Snow’s expression flickers. 

“–I don’t even know what! But I love my mother! I even love my stepmother, because not once did she make me feel unwanted. And I love my father, no matter how many homophobic comments he makes or how many different ways he ignores my ‘condition’–” I make exaggerated speech marks right in front of his face “–or how much like a failure he makes me feel like. And I love Fiona, and my siblings, annoying as they all are.” 

I shove into him again. 

“Mordelia, especially. She’s sharp and witty and curious and much better than I was at her age.” 

Every single one of my limbs is shaking, blood is still pounding in my ears, and my vision is still blurred around the edges, reddening, tunneling.
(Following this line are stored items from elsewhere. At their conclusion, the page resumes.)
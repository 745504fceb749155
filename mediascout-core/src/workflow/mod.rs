//! Scan → parse → lookup → select → write orchestration.
//!
//! Everything is request scoped: a [`CandidateSets`] value is built for one
//! operator request and dropped with it. Per-file failures are recorded next to
//! the file they concern and never abort the batch.

/// Per-file state machine.
pub mod state;

use std::fmt;
use std::path::{Path, PathBuf};
use std::sync::Arc;

use futures::stream::{self, StreamExt};
use mediascout_model::{
    Candidate, MediaFile, Outcome, OutcomeStatus, ParsedTitle, PosterOption,
    Selection,
};
use serde::Serialize;
use tokio_util::sync::CancellationToken;
use tracing::{debug, info, warn};

use crate::cover::CoverWriter;
use crate::error::{Result, ScoutError};
use crate::metadata::MetadataProvider;
use crate::parser::TitleParser;
use crate::scanner;

pub use state::{FileEvent, FileState, InvalidTransition};

/// Reason recorded on writes that never started because the request was
/// cancelled.
pub const CANCELLED: &str = "cancelled";

/// Concurrency bounds for lookups and writes.
#[derive(Debug, Clone, Copy, PartialEq, Eq)]
pub struct WorkflowOptions {
    /// Metadata lookups in flight at once.
    pub lookup_concurrency: usize,
    /// Cover writes in flight at once.
    pub write_concurrency: usize,
}

impl Default for WorkflowOptions {
    fn default() -> Self {
        Self {
            lookup_concurrency: 4,
            write_concurrency: 4,
        }
    }
}

/// Ranked candidates for one needs-cover file.
#[derive(Debug, Clone, Serialize)]
pub struct CandidateSet {
    /// The file needing a cover.
    pub media_file: MediaFile,
    /// Title and year used for the lookup.
    pub parsed: ParsedTitle,
    /// Ranked matches, best first.
    pub candidates: Vec<Candidate>,
    /// Where the file is in the flow.
    pub state: FileState,
    /// Why the list is empty when the lookup failed.
    pub note: Option<String>,
}

impl CandidateSet {
    fn new(media_file: MediaFile, parsed: ParsedTitle) -> Self {
        Self {
            media_file,
            parsed,
            candidates: Vec::new(),
            state: FileState::PendingScan,
            note: None,
        }
    }

    /// Apply `event` to the file's state.
    pub fn advance(&mut self, event: FileEvent) -> std::result::Result<(), InvalidTransition> {
        self.state = self.state.apply(event)?;
        Ok(())
    }
}

/// Candidate sets in the order the files were given.
#[derive(Debug, Clone, Default, Serialize)]
#[serde(transparent)]
pub struct CandidateSets {
    sets: Vec<CandidateSet>,
}

impl CandidateSets {
    /// The set for the file at `path`.
    pub fn get(&self, path: &Path) -> Option<&CandidateSet> {
        self.sets.iter().find(|set| set.media_file.path == path)
    }

    /// Sets in input order.
    pub fn iter(&self) -> impl Iterator<Item = &CandidateSet> {
        self.sets.iter()
    }

    /// Number of files.
    pub fn len(&self) -> usize {
        self.sets.len()
    }

    /// Whether there are no files.
    pub fn is_empty(&self) -> bool {
        self.sets.is_empty()
    }

    /// Take the sets out in input order.
    pub fn into_vec(self) -> Vec<CandidateSet> {
        self.sets
    }
}

impl IntoIterator for CandidateSets {
    type Item = CandidateSet;
    type IntoIter = std::vec::IntoIter<CandidateSet>;

    fn into_iter(self) -> Self::IntoIter {
        self.sets.into_iter()
    }
}

/// Parses, looks up and writes covers for one request at a time.
#[derive(Clone)]
pub struct SelectionWorkflow {
    parser: TitleParser,
    provider: Arc<dyn MetadataProvider>,
    writer: CoverWriter,
    options: WorkflowOptions,
}

impl fmt::Debug for SelectionWorkflow {
    fn fmt(&self, f: &mut fmt::Formatter<'_>) -> fmt::Result {
        f.debug_struct("SelectionWorkflow")
            .field("parser", &self.parser)
            .field("writer", &self.writer)
            .field("options", &self.options)
            .finish_non_exhaustive()
    }
}

impl SelectionWorkflow {
    /// Wire the workflow's collaborators.
    pub fn new(
        parser: TitleParser,
        provider: Arc<dyn MetadataProvider>,
        writer: CoverWriter,
        options: WorkflowOptions,
    ) -> Self {
        Self {
            parser,
            provider,
            writer,
            options,
        }
    }

    /// The title parser.
    pub fn parser(&self) -> &TitleParser {
        &self.parser
    }

    /// The metadata provider.
    pub fn provider(&self) -> &Arc<dyn MetadataProvider> {
        &self.provider
    }

    /// Parse and look up every file, a few at a time.
    pub async fn build_candidate_sets(&self, media_files: Vec<MediaFile>) -> CandidateSets {
        let total = media_files.len();
        let sets: Vec<CandidateSet> = stream::iter(media_files)
            .map(|media_file| self.lookup(media_file))
            .buffered(self.options.lookup_concurrency.max(1))
            .collect()
            .await;

        let unmatched = sets.iter().filter(|s| s.candidates.is_empty()).count();
        info!(
            "Built candidates for {} files ({} without matches)",
            total, unmatched
        );
        CandidateSets { sets }
    }

    async fn lookup(&self, media_file: MediaFile) -> CandidateSet {
        let parsed = self.parser.parse(&media_file.stem);
        let mut set = CandidateSet::new(media_file, parsed);

        match self.provider.search(&set.parsed).await {
            Ok(candidates) => {
                debug!(
                    "{} candidates for {} ({})",
                    candidates.len(),
                    set.media_file,
                    set.parsed
                );
                set.candidates = candidates;
            }
            Err(e) => {
                warn!("Lookup for {} failed: {}", set.media_file, e);
                set.note = Some(format!("no matches available: {e}"));
            }
        }

        for event in [FileEvent::CandidatesFound, FileEvent::Presented] {
            if let Err(e) = set.advance(event) {
                warn!("{}: {}", set.media_file, e);
            }
        }
        set
    }

    /// Scan `directory` and build candidate sets for its needs-cover files.
    pub async fn candidates_for_directory(
        &self,
        directory: &Path,
        extensions: &[String],
    ) -> Result<CandidateSets> {
        let media_files = scan_blocking(directory.to_path_buf(), extensions.to_vec()).await?;
        Ok(self.build_candidate_sets(media_files).await)
    }

    /// Free-text search, ranked like a filename lookup.
    pub async fn search(&self, title: &ParsedTitle) -> Result<Vec<Candidate>> {
        self.provider.search(title).await
    }

    /// Details for one movie plus its alternative posters.
    ///
    /// Missing posters are not an error; the list is just empty.
    pub async fn movie_with_posters(
        &self,
        external_id: u64,
    ) -> Result<(Candidate, Vec<PosterOption>)> {
        let (details, posters) = tokio::join!(
            self.provider.movie_details(external_id),
            self.provider.posters(external_id)
        );
        let posters = posters.unwrap_or_else(|e| {
            warn!("No posters for movie {}: {}", external_id, e);
            Vec::new()
        });
        Ok((details?, posters))
    }

    /// Carry out operator decisions. Returns one outcome per selection, in
    /// input order.
    ///
    /// Once `cancel` fires, writes already in flight finish and the rest are
    /// reported as skipped.
    pub async fn apply_selections(
        &self,
        selections: Vec<Selection>,
        cancel: &CancellationToken,
    ) -> Vec<Outcome> {
        let outcomes: Vec<Outcome> = stream::iter(selections)
            .map(|selection| self.apply_one(selection, cancel))
            .buffered(self.options.write_concurrency.max(1))
            .collect()
            .await;

        let count = |status: OutcomeStatus| outcomes.iter().filter(|o| o.status == status).count();
        info!(
            "Applied {} selections: {} written, {} failed, {} skipped",
            outcomes.len(),
            count(OutcomeStatus::Written),
            count(OutcomeStatus::Failed),
            count(OutcomeStatus::Skipped)
        );
        outcomes
    }

    async fn apply_one(&self, selection: Selection, cancel: &CancellationToken) -> Outcome {
        let Selection {
            media_file,
            chosen_candidate,
        } = selection;

        let Some(candidate) = chosen_candidate else {
            debug!("{}: skipped by operator", media_file);
            return Outcome::skipped(media_file, None);
        };
        if cancel.is_cancelled() {
            debug!("Not writing {}: request cancelled", media_file);
            return Outcome::skipped(media_file, Some(CANCELLED.to_string()));
        }

        debug!(
            "{}: writing cover from {} ({})",
            media_file, candidate.title, candidate.external_id
        );
        self.writer.write(&media_file, &candidate).await
    }
}

async fn scan_blocking(directory: PathBuf, extensions: Vec<String>) -> Result<Vec<MediaFile>> {
    tokio::task::spawn_blocking(move || {
        scanner::scan(&directory, &extensions).map(|files| files.collect::<Vec<_>>())
    })
    .await
    .map_err(|e| ScoutError::Internal(format!("scan task failed: {e}")))?
}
It makes his face, smack-dab before me, front-and-centre, even sharper. 

(It’s what I always focus on, anyway.)

“I even love those two absolute fools, because they’re my only friends, and maybe I’d hate Dev if he wasn’t my cousin, and maybe I’d hate Niall too, but I fucking can’t!”

My eyes must be flashing with raw emotion, but my mouth has already done all the work: I’m not worrying about my gaze betraying me.

I’m saving him the trouble of casting a truth spell. 

Must be his lucky day. 

I let my heart lead for once in my life, and while my mind is probably screaming at me to shut up, back down, give up, I can’t bring myself to listen. 

I can’t bring myself to care. 

I can’t bring myself to pretend. 

I’m so fucking done with pretending. 

I died when I was 5. Then I felt like I was dying since I was 15, every single time I looked at Snow, every time I pushed him further away from me, every time I sneered at him, smirked at him, insulted him, made him hate me more and more.

I can’t bring myself to care that I’ll probably – properly – die again tonight. 

I push into him again. 

And again and again and again and again, with both hands, until he finally takes a step backwards. 

And then I push into him again, harder. And harder and harder and harder, until his back slams into the wall. 

And then I get up into his personal space, pressing myself towards him as he presses himself hopelessly into the wall, as close as I dare, as close as I can without touching him. 

I’ve planned to tell him as he kills me. He might not have drawn his sword yet, but he’s killing me now anyway. He always is. 

He’s too much. 

It’s all too much; something broken can’t contain something desperate to overflow. 

“And don’t you even get me started on you.” 

I barely register the confusion seeping across his features. 

I can’t see, I can’t hear, I can’t breathe, I can’t think, I can only feel. 

And I’m feeling so fucking much. 

“Don’t fucking ask me why, because Aleister Crowley, I don’t know, it isn’t like you ever gave me reason to. But you’ve got your incredibly mundane blue eyes, your abnormally messy curls, your gold skin and your irritating moles and freckles, and I want to trace with my lips over them more than I have wanted anything else in my life. You have an absolutely not endearing inability to speak, you’re unable to spit out a coherent sentence for the life of you, and have an infuriating talent to mess up even the simplest of spells. You’re blindly loyal and have that whole fucking hero complex thing going on. You’re not the one I hated; I’ve only ever hated myself. And I don’t care that I _should_ hate you, I don’t care that I’m expected to kill you, I don’t care that I’m going to die an even bigger disappointment to my family when I let you kill me; I don’t care that you hate me.” 

(I don’t care.) 

(I do care.) 

My voice breaks, and I’m crying. 

(I do care.) 

“I love you, Simon!” I scream it at his face, in his face; not even this oblivious twat can misinterpret this. Punch his arm for good measure. “I love you more than anything or anyone else. I love you more than I love life itself.”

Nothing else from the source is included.